Input material
//! Geometric primitives: 3-vectors, gradient samples and disparity planes.
//!
//! A `DisparityPlane` models disparity as an affine function of pixel
//! position, `d(x, y) = a*x + b*y + c`, so each pixel hypothesis describes a
//! locally slanted surface instead of a single scalar offset.

use std::ops::{Add, Neg};

/// 3-component float vector used for plane normals.
#[derive(Copy, Clone, Debug, Default, PartialEq)]
pub struct Vector3 {
    pub x: f32,
    pub y: f32,
    pub z: f32,
}

impl Vector3 {
    pub const fn new(x: f32, y: f32, z: f32) -> Self {
        Self { x, y, z }
    }

    /// Dot product.
    #[inline]
    pub fn dot(self, other: Self) -> f32 {
        self.x * other.x + self.y * other.y + self.z * other.z
    }

    /// Returns the unit-length vector, or `self` unchanged for the zero
    /// vector.
    #[inline]
    pub fn normalized(self) -> Self {
        let sq = self.dot(self);
        if sq == 0.0 {
            return self;
        }
        let inv = 1.0 / sq.sqrt();
        Self::new(self.x * inv, self.y * inv, self.z * inv)
    }
}

impl Add for Vector3 {
    type Output = Self;

    #[inline]
    fn add(self, rhs: Self) -> Self {
        Self::new(self.x + rhs.x, self.y + rhs.y, self.z + rhs.z)
    }
}

impl Neg for Vector3 {
    type Output = Self;

    #[inline]
    fn neg(self) -> Self {
        Self::new(-self.x, -self.y, -self.z)
    }
}

/// Per-pixel Sobel gradient sample.
#[derive(Copy, Clone, Debug, Default, PartialEq, Eq)]
pub struct Gradient {
    pub x: i16,
    pub y: i16,
}

impl Gradient {
    pub const fn new(x: i16, y: i16) -> Self {
        Self { x, y }
    }
}

/// Affine disparity plane `d(x, y) = a*x + b*y + c`.
///
/// Planes are replaced wholesale when a better hypothesis wins a cost
/// comparison, never mutated in place.
#[derive(Copy, Clone, Debug, Default, PartialEq)]
pub struct DisparityPlane {
    pub a: f32,
    pub b: f32,
    pub c: f32,
}

impl DisparityPlane {
    pub const fn new(a: f32, b: f32, c: f32) -> Self {
        Self { a, b, c }
    }

    /// Builds the plane through pixel `(x, y)` with disparity `d` and surface
    /// normal `normal`.
    ///
    /// Degenerate when `normal.z == 0`; callers guarantee a non-zero z
    /// component.
    pub fn from_normal(x: i32, y: i32, normal: Vector3, d: f32) -> Self {
        Self {
            a: -normal.x / normal.z,
            b: -normal.y / normal.z,
            c: (normal.x * x as f32 + normal.y * y as f32 + normal.z * d) / normal.z,
        }
    }

    /// Disparity of the plane at pixel `(x, y)`.
    #[inline]
    pub fn to_disparity(self, x: i32, y: i32) -> f32 {
        self.a * x as f32 + self.b * y as f32 + self.c
    }

    /// Unit normal of the plane.
    pub fn to_normal(self) -> Vector3 {
        Vector3::new(self.a, self.b, -1.0).normalized()
    }

    /// Transforms the plane into the opposite view's coordinate frame.
    ///
    /// With `xr = xl - d`, `yr = yl` and opposite disparity signs, the plane
    /// `d = a*xl + b*yl + c` becomes `d = a/(a-1)*xr + b/(a-1)*yr + c/(a-1)`.
    /// Singular at `a == 1`: the result is non-finite, its aggregated cost
    /// takes the out-of-range punishment at every patch pixel and the plane
    /// loses every strict cost comparison, so it is never installed.
    pub fn to_other_view(self) -> Self {
        let denom = 1.0 / (self.a - 1.0);
        Self::new(self.a * denom, self.b * denom, self.c * denom)
    }
}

Exercise directions
Filter the data above by the word "component" and copy every line that matches.

Output below
/// 3-component float vector used for plane normals.
    /// component.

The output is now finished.